Enterprises that run large, multi-phase projects with significant cost exposure benefit most — construction and infrastructure firms, manufacturing operations, energy and utility projects, large logistics programmes, and engineering consultancies. Any organisation where workforce, machinery, and budget must be balanced against tight timelines is a strong fit.

Can the platform integrate with our existing ERP or project management tools?

Yes. We integrate with SAP, Oracle, Primavera P6, MS Project, and any system with an API or exportable data. Historical operational data from these systems becomes the probabilistic prior that drives more accurate forecasts over time.

How long does it take to deploy this kind of system?

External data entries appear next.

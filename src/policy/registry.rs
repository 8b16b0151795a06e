//! Policy registry: which profile each managed channel must carry

use super::profile::{PermissionProfile, ProfileKind};
use crate::{Result, WardenError};
use std::collections::HashMap;

/// A managed channel name and the profile it must carry
#[derive(Debug, Clone, PartialEq, Eq)]
pub struct PolicyEntry {
    /// Channel name (case-sensitive)
    pub name: String,
    /// Which policy profile applies
    pub kind: ProfileKind,
}

impl PolicyEntry {
    /// The desired permission profile
    pub fn profile(&self) -> PermissionProfile {
        self.kind.profile()
    }
}

/// Immutable mapping from channel name to desired profile
///
/// Entries keep configuration order: send-allowed names first, then
/// send-denied names.
#[derive(Debug, Clone, Default)]
pub struct PolicyRegistry {
    entries: Vec<PolicyEntry>,
    index: HashMap<String, usize>,
}

impl PolicyRegistry {
    /// Build the registry from the two configured name lists
    ///
    /// # Errors
    /// Returns [`WardenError::Config`] if a name is blank, repeated within a
    /// list, or present in both lists.
    pub fn new<A, D>(send_allowed: &[A], send_denied: &[D]) -> Result<Self>
    where
        A: AsRef<str>,
        D: AsRef<str>,
    {
        let mut registry = Self::default();

        let allowed = send_allowed
            .iter()
            .map(|n| (n.as_ref(), ProfileKind::SendAllowed));
        let denied = send_denied
            .iter()
            .map(|n| (n.as_ref(), ProfileKind::SendDenied));

        for (name, kind) in allowed.chain(denied) {
            registry.insert(name, kind)?;
        }

        tracing::debug!(
            managed = registry.len(),
            send_allowed = send_allowed.len(),
            send_denied = send_denied.len(),
            "Policy registry built"
        );

        Ok(registry)
    }

    fn insert(&mut self, name: &str, kind: ProfileKind) -> Result<()> {
        if name.trim().is_empty() {
            return Err(WardenError::Config(format!(
                "Blank channel name in {} list",
                kind.name()
            )));
        }

        if let Some(&existing) = self.index.get(name) {
            let existing_kind = self.entries[existing].kind;
            return Err(if existing_kind == kind {
                WardenError::Config(format!(
                    "Channel '{}' listed twice in {} list",
                    name,
                    kind.name()
                ))
            } else {
                WardenError::Config(format!(
                    "Channel '{}' is listed as both {} and {}",
                    name,
                    existing_kind.name(),
                    kind.name()
                ))
            });
        }

        self.index.insert(name.to_string(), self.entries.len());
        self.entries.push(PolicyEntry {
            name: name.to_string(),
            kind,
        });
        Ok(())
    }

    /// Look up the desired profile for a channel name
    pub fn resolve(&self, name: &str) -> Option<PermissionProfile> {
        self.kind_of(name).map(|kind| kind.profile())
    }

    /// Look up which profile kind a channel name uses
    pub fn kind_of(&self, name: &str) -> Option<ProfileKind> {
        self.index.get(name).map(|&i| self.entries[i].kind)
    }

    /// Whether a channel name is managed
    pub fn contains(&self, name: &str) -> bool {
        self.index.contains_key(name)
    }

    /// All managed channels in configuration order
    pub fn entries(&self) -> &[PolicyEntry] {
        &self.entries
    }

    pub fn len(&self) -> usize {
        self.entries.len()
    }

    pub fn is_empty(&self) -> bool {
        self.entries.is_empty()
    }
}

#[cfg(test)]
mod tests {
    use super::*;

    #[test]
    fn test_resolve_both_lists() {
        let registry = PolicyRegistry::new(&["mute_only"], &["readonly"]).unwrap();

        assert_eq!(
            registry.resolve("mute_only"),
            Some(PermissionProfile::SEND_ALLOWED)
        );
        assert_eq!(
            registry.resolve("readonly"),
            Some(PermissionProfile::SEND_DENIED)
        );
        assert_eq!(registry.resolve("announcements"), None);
        assert_eq!(registry.len(), 2);
    }

    #[test]
    fn test_names_are_case_sensitive() {
        let registry = PolicyRegistry::new(&["Mute_Only"], &[] as &[&str]).unwrap();
        assert!(registry.contains("Mute_Only"));
        assert!(!registry.contains("mute_only"));
    }

    #[test]
    fn test_entries_keep_configuration_order() {
        let registry = PolicyRegistry::new(&["b", "a"], &["d", "c"]).unwrap();
        let names: Vec<&str> = registry.entries().iter().map(|e| e.name.as_str()).collect();
        assert_eq!(names, vec!["b", "a", "d", "c"]);
        assert_eq!(registry.entries()[2].kind, ProfileKind::SendDenied);
    }

    #[test]
    fn test_overlapping_lists_rejected() {
        let err = PolicyRegistry::new(&["general", "lounge"], &["lounge"]).unwrap_err();
        assert!(matches!(err, WardenError::Config(_)));
        assert!(err.to_string().contains("both send_allowed and send_denied"));
    }

    #[test]
    fn test_duplicate_within_list_rejected() {
        let err = PolicyRegistry::new(&["general", "general"], &[] as &[&str]).unwrap_err();
        assert!(err.to_string().contains("listed twice"));
    }

    #[test]
    fn test_blank_name_rejected() {
        let err = PolicyRegistry::new(&[] as &[&str], &["  "]).unwrap_err();
        assert!(err.to_string().contains("Blank channel name in send_denied"));
    }

    #[test]
    fn test_empty_registry() {
        let registry = PolicyRegistry::new(&[] as &[&str], &[] as &[&str]).unwrap();
        assert!(registry.is_empty());
    }
}
//! Logging configuration using tracing
//!
//! Structured logging to stderr, filtered through the RUST_LOG environment variable.

use crate::WardenError;
use tracing_subscriber::{fmt, layer::SubscriberExt, util::SubscriberInitExt, EnvFilter};

/// Initialize the tracing subscriber
///
/// Sets up structured logging with:
/// - Filtering via RUST_LOG (defaults to "warn")
/// - Compact formatted output to stderr with targets and thread IDs
///
/// # Example RUST_LOG values
/// - `RUST_LOG=info` - Show every reconciliation run
/// - `RUST_LOG=channelwarden::reconcile=debug` - Per-channel decisions
/// - `RUST_LOG=channelwarden=trace` - Everything, including lock traffic
///
/// # Errors
/// Returns an error if the subscriber has already been initialized
pub fn init() -> crate::Result<()> {
    init_with_default("warn")
}

/// Like [`init`], with `default_level` used when RUST_LOG is unset or invalid
pub fn init_with_default(default_level: &str) -> crate::Result<()> {
    let env_filter =
        EnvFilter::try_from_default_env().unwrap_or_else(|_| EnvFilter::new(default_level));

    tracing_subscriber::registry()
        .with(env_filter)
        .with(fmt::layer().with_target(true).with_thread_ids(true).compact())
        .try_init()
        .map_err(|e| WardenError::Other(format!("Failed to initialize tracing: {}", e)))
}

/// Initialize logging for tests
///
/// Every test may call this; only the first call installs a subscriber.
pub fn init_test() {
    if let Err(e) = init_with_default("warn") {
        tracing::trace!(error = %e, "Tracing subscriber already installed");
    }
}
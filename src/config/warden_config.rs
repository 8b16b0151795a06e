//! Channelwarden configuration file handling
//!
//! Loads and manages the ~/.config/channelwarden/config.yaml file.

use crate::platform::GuildId;
use crate::policy::PolicyRegistry;
use crate::reconcile::DEFAULT_MAX_CONCURRENT_WRITES;
use crate::warden::DailySchedule;
use crate::{Result, WardenError};
use serde::{Deserialize, Serialize};
use std::fs;
use std::path::{Path, PathBuf};

/// Which channels get which profile
#[derive(Debug, Clone, Default, PartialEq, Eq, Serialize, Deserialize)]
pub struct PolicyConfig {
    /// Channels where the open role may post
    #[serde(default)]
    pub send_allowed: Vec<String>,

    /// Channels the open role may read but not post in
    #[serde(default)]
    pub send_denied: Vec<String>,
}

/// Fixed-time reconciliation schedule
#[derive(Debug, Clone, PartialEq, Eq, Serialize, Deserialize)]
pub struct ScheduleConfig {
    /// Times of day in UTC, `HH:MM`
    #[serde(default = "default_times_utc")]
    pub times_utc: Vec<String>,

    /// Run a full apply when the daemon starts
    #[serde(default = "default_reconcile_on_startup")]
    pub reconcile_on_startup: bool,
}

fn default_times_utc() -> Vec<String> {
    // 16:00, 00:00 and 08:00 in Japan.
    vec!["07:00".to_string(), "15:00".to_string(), "23:00".to_string()]
}

fn default_reconcile_on_startup() -> bool {
    true
}

impl Default for ScheduleConfig {
    fn default() -> Self {
        Self {
            times_utc: default_times_utc(),
            reconcile_on_startup: default_reconcile_on_startup(),
        }
    }
}

/// Runtime limits
#[derive(Debug, Clone, PartialEq, Eq, Serialize, Deserialize)]
pub struct RuntimeConfig {
    /// Channels of one batch reconciled at once
    #[serde(default = "default_max_concurrent_writes")]
    pub max_concurrent_writes: usize,

    /// Trigger dispatches running at once
    #[serde(default = "default_max_inflight_dispatches")]
    pub max_inflight_dispatches: usize,

    /// Capacity of the trigger bus
    #[serde(default = "default_event_channel_capacity")]
    pub event_channel_capacity: usize,
}

fn default_max_concurrent_writes() -> usize {
    DEFAULT_MAX_CONCURRENT_WRITES
}

fn default_max_inflight_dispatches() -> usize {
    16
}

fn default_event_channel_capacity() -> usize {
    1000
}

impl Default for RuntimeConfig {
    fn default() -> Self {
        Self {
            max_concurrent_writes: default_max_concurrent_writes(),
            max_inflight_dispatches: default_max_inflight_dispatches(),
            event_channel_capacity: default_event_channel_capacity(),
        }
    }
}

/// Channelwarden configuration
///
/// Represents the complete ~/.config/channelwarden/config.yaml file.
#[derive(Debug, Clone, PartialEq, Eq, Serialize, Deserialize)]
pub struct WardenConfig {
    /// The single guild this reconciler manages
    pub guild_id: u64,

    #[serde(default)]
    pub policy: PolicyConfig,

    #[serde(default)]
    pub schedule: ScheduleConfig,

    #[serde(default)]
    pub runtime: RuntimeConfig,
}

impl WardenConfig {
    /// Create a configuration with no managed channels
    pub fn new(guild_id: u64) -> Self {
        Self {
            guild_id,
            policy: PolicyConfig::default(),
            schedule: ScheduleConfig::default(),
            runtime: RuntimeConfig::default(),
        }
    }

    /// Builder: add a channel to the send-allowed list
    pub fn allow_send(mut self, channel: impl Into<String>) -> Self {
        self.policy.send_allowed.push(channel.into());
        self
    }

    /// Builder: add a channel to the send-denied list
    pub fn deny_send(mut self, channel: impl Into<String>) -> Self {
        self.policy.send_denied.push(channel.into());
        self
    }

    /// Load configuration from the default path (~/.config/channelwarden/config.yaml)
    pub fn load_default() -> Result<Self> {
        let path = Self::default_path();
        Self::load(&path)
    }

    /// Load configuration from a specific path
    pub fn load(path: impl AsRef<Path>) -> Result<Self> {
        let path = path.as_ref();

        if !path.exists() {
            return Err(WardenError::Config(format!(
                "Config file not found: {}",
                path.display()
            )));
        }

        tracing::info!(path = %path.display(), "Loading channelwarden configuration");

        let content = fs::read_to_string(path)?;
        let config: Self = serde_yaml::from_str(&content)?;

        tracing::debug!(
            guild = config.guild_id,
            send_allowed = config.policy.send_allowed.len(),
            send_denied = config.policy.send_denied.len(),
            "Configuration loaded successfully"
        );

        Ok(config)
    }

    /// Save configuration to the default path
    pub fn save_default(&self) -> Result<()> {
        let path = Self::default_path();
        self.save(&path)
    }

    /// Save configuration to a specific path
    pub fn save(&self, path: impl AsRef<Path>) -> Result<()> {
        let path = path.as_ref();

        if let Some(parent) = path.parent() {
            fs::create_dir_all(parent)?;
        }

        tracing::info!(path = %path.display(), "Saving channelwarden configuration");

        let yaml = serde_yaml::to_string(self)?;
        fs::write(path, yaml)?;

        Ok(())
    }

    /// Get the default config path (~/.config/channelwarden/config.yaml)
    pub fn default_path() -> PathBuf {
        let mut path = dirs::home_dir().unwrap_or_else(|| PathBuf::from("."));
        path.push(".config");
        path.push("channelwarden");
        path.push("config.yaml");
        path
    }

    pub fn guild(&self) -> GuildId {
        GuildId::new(self.guild_id)
    }

    /// Build the policy registry from the two channel lists
    pub fn build_registry(&self) -> Result<PolicyRegistry> {
        PolicyRegistry::new(&self.policy.send_allowed[..], &self.policy.send_denied[..])
    }

    /// Parse the configured schedule times
    pub fn schedule(&self) -> Result<DailySchedule> {
        DailySchedule::parse(&self.schedule.times_utc[..])
    }
}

A focused engagement — predictive forecasting on one project portfolio — can be operational in 8–12 weeks. A full decision intelligence platform with simulation, optimization, and integration into existing enterprise systems is typically a multi-phase delivery spanning several months.

What's the difference between this and traditional scenario planning?

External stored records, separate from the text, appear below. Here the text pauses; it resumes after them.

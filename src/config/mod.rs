//! Configuration system
//!
//! Loads ~/.config/channelwarden/config.yaml with support for:
//! - The managed guild
//! - The send-allowed and send-denied channel lists
//! - The daily reconciliation schedule
//! - Runtime concurrency limits

mod warden_config;
pub mod validation;

pub use validation::{validate_config, validate_config_result, ValidationError};
pub use warden_config::{PolicyConfig, RuntimeConfig, ScheduleConfig, WardenConfig};
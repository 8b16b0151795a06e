//! Reconciliation engine
//!
//! Applies or repairs the desired profile on one or many channels. Each
//! channel is handled on its own: a rejected or failed write becomes an
//! [`Action::Error`](super::Action::Error) result for that channel and the
//! rest of the batch carries on. None of the public operations return an
//! error.

use super::locks::ChannelLocks;
use super::result::ReconciliationResult;
use crate::metrics;
use crate::platform::{ChannelRef, GuildId, Platform, PlatformError, RoleRef};
use crate::policy::{drifted_flags, PermissionProfile, PolicyEntry, PolicyRegistry};
use futures::stream::{self, StreamExt};
use std::sync::Arc;
use std::time::Instant;

/// Default number of channels reconciled at once within a batch
pub const DEFAULT_MAX_CONCURRENT_WRITES: usize = 4;

#[derive(Debug, Clone, Copy, PartialEq, Eq)]
enum Mode {
    Apply,
    Repair,
}

/// Desired-state permission reconciler
pub struct ReconciliationEngine<P: Platform + ?Sized> {
    platform: Arc<P>,
    locks: Arc<ChannelLocks>,
    max_concurrent_writes: usize,
}

impl<P: Platform + ?Sized> Clone for ReconciliationEngine<P> {
    fn clone(&self) -> Self {
        Self {
            platform: self.platform.clone(),
            locks: self.locks.clone(),
            max_concurrent_writes: self.max_concurrent_writes,
        }
    }
}

impl<P: Platform + ?Sized> ReconciliationEngine<P> {
    /// Create an engine with its own lock table
    pub fn new(platform: Arc<P>) -> Self {
        Self {
            platform,
            locks: Arc::new(ChannelLocks::new()),
            max_concurrent_writes: DEFAULT_MAX_CONCURRENT_WRITES,
        }
    }

    /// Limit how many channels of one batch are processed at once
    pub fn with_max_concurrent_writes(mut self, max: usize) -> Self {
        self.max_concurrent_writes = max.max(1);
        self
    }

    /// Share a lock table with other engines writing to the same guild
    pub fn with_locks(mut self, locks: Arc<ChannelLocks>) -> Self {
        self.locks = locks;
        self
    }

    pub fn platform(&self) -> &Arc<P> {
        &self.platform
    }

    pub fn locks(&self) -> &Arc<ChannelLocks> {
        &self.locks
    }

    /// Unconditionally write the desired profile to every managed channel
    ///
    /// Results follow registry order. Missing channels yield `NotFound`.
    pub async fn apply_all(
        &self,
        guild: GuildId,
        role: &RoleRef,
        policy: &PolicyRegistry,
    ) -> Vec<ReconciliationResult> {
        self.run_batch(guild, role, policy, Mode::Apply).await
    }

    /// Write only to managed channels whose live override has drifted
    pub async fn repair_all(
        &self,
        guild: GuildId,
        role: &RoleRef,
        policy: &PolicyRegistry,
    ) -> Vec<ReconciliationResult> {
        self.run_batch(guild, role, policy, Mode::Repair).await
    }

    async fn run_batch(
        &self,
        guild: GuildId,
        role: &RoleRef,
        policy: &PolicyRegistry,
        mode: Mode,
    ) -> Vec<ReconciliationResult> {
        // Entry futures own their inputs; the batch must stay Send when spawned.
        let pending: Vec<_> = policy
            .entries()
            .iter()
            .map(|entry| self.clone().reconcile_entry(guild, role.clone(), entry.clone(), mode))
            .collect();

        stream::iter(pending)
            .buffered(self.max_concurrent_writes)
            .collect()
            .await
    }

    async fn reconcile_entry(
        self,
        guild: GuildId,
        role: RoleRef,
        entry: PolicyEntry,
        mode: Mode,
    ) -> ReconciliationResult {
        let channel = match self.platform.resolve_channel_by_name(guild, &entry.name).await {
            Ok(Some(channel)) => channel,
            Ok(None) => {
                tracing::warn!(channel = %entry.name, guild = %guild, "Managed channel not found");
                return ReconciliationResult::not_found(&entry.name);
            }
            Err(e) => {
                tracing::warn!(channel = %entry.name, error = %e, "Channel lookup failed");
                return ReconciliationResult::error(
                    &entry.name,
                    format!("Failed to look up #{}: {}", entry.name, e),
                );
            }
        };

        let profile = entry.profile();
        match mode {
            Mode::Apply => self.apply_one(&channel, &role, &profile).await,
            Mode::Repair => self.repair_one(&channel, &role, &profile).await,
        }
    }

    /// Unconditionally write `profile` to one channel
    pub async fn apply_one(
        &self,
        channel: &ChannelRef,
        role: &RoleRef,
        profile: &PermissionProfile,
    ) -> ReconciliationResult {
        let _lease = self.locks.acquire(channel.id).await;

        match self.write(channel, role, profile).await {
            Ok(()) => {
                tracing::debug!(channel = %channel.name, role = %role.name, "Permissions applied");
                ReconciliationResult::applied(&channel.name)
            }
            Err(e) => {
                let message = match e {
                    PlatformError::Forbidden(_) => {
                        format!("Missing permissions to edit channel #{}", channel.name)
                    }
                    PlatformError::Transport(detail) => {
                        format!("HTTP error on #{}: {}", channel.name, detail)
                    }
                };
                tracing::warn!(channel = %channel.name, "{}", message);
                ReconciliationResult::error(&channel.name, message)
            }
        }
    }

    /// Compare one channel against `profile` and write only if it drifted
    pub async fn repair_one(
        &self,
        channel: &ChannelRef,
        role: &RoleRef,
        profile: &PermissionProfile,
    ) -> ReconciliationResult {
        // Held across read, compare and write so no other writer slips in between.
        let _lease = self.locks.acquire(channel.id).await;

        let live = match self.platform.current_override(channel, role).await {
            Ok(live) => live,
            Err(e) => {
                tracing::warn!(channel = %channel.name, error = %e, "Failed to read live override");
                return ReconciliationResult::error(
                    &channel.name,
                    format!("Failed to read permissions of #{}: {}", channel.name, e),
                );
            }
        };

        let drift = drifted_flags(&live, profile);
        if drift.is_empty() {
            tracing::debug!(channel = %channel.name, "Permissions match policy");
            return ReconciliationResult::skipped(&channel.name);
        }

        tracing::info!(
            channel = %channel.name,
            role = %role.name,
            drift = ?drift,
            "Repairing permissions"
        );

        match self.write(channel, role, profile).await {
            Ok(()) => ReconciliationResult::repaired(&channel.name, drift),
            Err(e) => {
                let message = match e {
                    PlatformError::Forbidden(_) => {
                        format!("Missing permissions to repair #{}", channel.name)
                    }
                    PlatformError::Transport(detail) => {
                        format!("HTTP error repairing #{}: {}", channel.name, detail)
                    }
                };
                tracing::warn!(channel = %channel.name, "{}", message);
                ReconciliationResult::repair_failed(&channel.name, message, drift)
            }
        }
    }

    async fn write(
        &self,
        channel: &ChannelRef,
        role: &RoleRef,
        profile: &PermissionProfile,
    ) -> Result<(), PlatformError> {
        let start = Instant::now();
        let outcome = self.platform.set_override(channel, role, profile).await;
        metrics::record_write(
            if outcome.is_ok() { "ok" } else { "failed" },
            start.elapsed().as_secs_f64(),
        );
        outcome
    }
}

#[cfg(test)]
mod tests {
    use super::*;
    use crate::platform::InMemoryPlatform;
    use crate::policy::PermissionFlag;
    use crate::reconcile::Action;

    const GUILD: GuildId = GuildId::new(1);

    fn setup() -> (Arc<InMemoryPlatform>, ReconciliationEngine<InMemoryPlatform>, RoleRef) {
        let platform = Arc::new(InMemoryPlatform::new());
        let engine = ReconciliationEngine::new(platform.clone());
        (platform, engine, RoleRef::everyone(GUILD))
    }

    #[tokio::test]
    async fn test_apply_one_writes_even_when_matching() {
        let (platform, engine, role) = setup();
        let channel = platform.add_text_channel(GUILD, "mute_only");
        platform.set_live_override(&channel, &role, PermissionProfile::SEND_ALLOWED);

        let result = engine
            .apply_one(&channel, &role, &PermissionProfile::SEND_ALLOWED)
            .await;

        assert_eq!(result.action(), Action::Applied);
        assert_eq!(platform.write_count(), 1);
    }

    #[tokio::test]
    async fn test_repair_one_skips_matching_channel() {
        let (platform, engine, role) = setup();
        let channel = platform.add_text_channel(GUILD, "mute_only");
        platform.set_live_override(&channel, &role, PermissionProfile::SEND_ALLOWED);

        let result = engine
            .repair_one(&channel, &role, &PermissionProfile::SEND_ALLOWED)
            .await;

        assert_eq!(result.action(), Action::Skipped);
        assert!(result.success());
        assert_eq!(platform.write_count(), 0);
    }

    #[tokio::test]
    async fn test_repair_one_fixes_drift() {
        let (platform, engine, role) = setup();
        let channel = platform.add_text_channel(GUILD, "readonly");
        platform.set_live_override(&channel, &role, PermissionProfile::SEND_ALLOWED);

        let result = engine
            .repair_one(&channel, &role, &PermissionProfile::SEND_DENIED)
            .await;

        assert_eq!(result.action(), Action::Repaired);
        assert_eq!(result.drift(), &[PermissionFlag::Send]);
        assert_eq!(
            platform.live_override(&channel, &role),
            PermissionProfile::SEND_DENIED
        );
    }

    #[tokio::test]
    async fn test_forbidden_apply_message() {
        let (platform, engine, role) = setup();
        let channel = platform.add_text_channel(GUILD, "restricted");
        platform.forbid_writes(channel.id);

        let result = engine
            .apply_one(&channel, &role, &PermissionProfile::SEND_ALLOWED)
            .await;

        assert!(!result.success());
        assert_eq!(result.action(), Action::Error);
        assert_eq!(
            result.error_message(),
            Some("Missing permissions to edit channel #restricted")
        );
    }

    #[tokio::test]
    async fn test_transport_repair_message() {
        let (platform, engine, role) = setup();
        let channel = platform.add_text_channel(GUILD, "broken");
        platform.fail_writes(channel.id);

        let result = engine
            .repair_one(&channel, &role, &PermissionProfile::SEND_DENIED)
            .await;

        assert_eq!(result.action(), Action::Error);
        let message = result.error_message().unwrap();
        assert!(message.starts_with("HTTP error repairing #broken"));
        assert!(!result.drift().is_empty());
    }

    #[tokio::test]
    async fn test_read_failure_becomes_error_result() {
        let (platform, engine, role) = setup();
        let channel = platform.add_text_channel(GUILD, "flaky");
        platform.fail_reads(channel.id);

        let result = engine
            .repair_one(&channel, &role, &PermissionProfile::SEND_DENIED)
            .await;

        assert_eq!(result.action(), Action::Error);
        assert_eq!(platform.write_count(), 0);
    }

    #[tokio::test]
    async fn test_repair_all_reports_missing_channels() {
        let (platform, engine, role) = setup();
        platform.add_text_channel(GUILD, "mute_only");
        let policy = PolicyRegistry::new(&["mute_only"], &["readonly"]).unwrap();

        let results = engine.repair_all(GUILD, &role, &policy).await;

        assert_eq!(results.len(), 2);
        assert_eq!(results[0].action(), Action::Repaired);
        assert_eq!(results[1].action(), Action::NotFound);
    }

    #[tokio::test]
    async fn test_batch_preserves_registry_order_under_concurrency() {
        let platform = Arc::new(
            InMemoryPlatform::new().with_write_delay(std::time::Duration::from_millis(2)),
        );
        let engine = ReconciliationEngine::new(platform.clone()).with_max_concurrent_writes(8);
        let role = RoleRef::everyone(GUILD);
        let names = ["a", "b", "c", "d", "e", "f"];
        for name in names {
            platform.add_text_channel(GUILD, name);
        }
        let policy = PolicyRegistry::new(&names, &[] as &[&str]).unwrap();

        let results = engine.apply_all(GUILD, &role, &policy).await;

        let got: Vec<&str> = results.iter().map(|r| r.channel_name()).collect();
        assert_eq!(got, names);
    }

    #[tokio::test]
    async fn test_batch_runs_inside_spawned_task() {
        let platform = Arc::new(
            InMemoryPlatform::new().with_write_delay(std::time::Duration::from_millis(2)),
        );
        let engine = ReconciliationEngine::new(platform.clone()).with_max_concurrent_writes(2);
        platform.add_text_channel(GUILD, "mute_only");
        platform.add_text_channel(GUILD, "readonly");
        let policy = Arc::new(PolicyRegistry::new(&["mute_only"], &["readonly"]).unwrap());

        let handle = tokio::spawn(async move {
            let role = RoleRef::everyone(GUILD);
            engine.repair_all(GUILD, &role, &policy).await
        });
        let results = handle.await.unwrap();

        assert_eq!(results.len(), 2);
        assert!(results.iter().all(|r| r.action() == Action::Repaired));
        assert_eq!(platform.write_count(), 2);
    }
}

Traditional scenario planning typically defines three to five named scenarios — best case, base case, worst case, and maybe one or two strategic alternatives — and analyses each separately. Simulation-driven planning explores tens of thousands of scenarios sampled from probability distributions fitted to your historical data, surfacing patterns and risks that no human modeller would think to enumerate. The output isn't three answers to choose between; it's a quantified picture of every realistic possibility, with the cost–risk tradeoff curve made explicit. That makes it much harder to anchor on a single optimistic narrative.

How is this different from off-the-shelf project management software like Primavera or MS Project?

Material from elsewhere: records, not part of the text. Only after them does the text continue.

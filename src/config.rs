//! Configuration loader and schema types.
//!
//! This module exposes the configuration schema used to drive runtime
//! behavior and helpers to load configuration from disk.

mod load;
mod schema;

pub use schema::*;

#[cfg(test)]
mod tests;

Primavera, MS Project, and similar tools are excellent at representing a single plan and tracking execution against it. They are not designed to discover the right plan in the first place — that work is left to the planner, who has to manually evaluate alternatives, usually with spreadsheets. Our platform sits upstream of these tools: it ingests historical data, runs probabilistic simulation and optimisation to identify the best plan under real-world constraints, and then exports the chosen plan back into your existing project management software for execution. The two systems are complementary, not competitive.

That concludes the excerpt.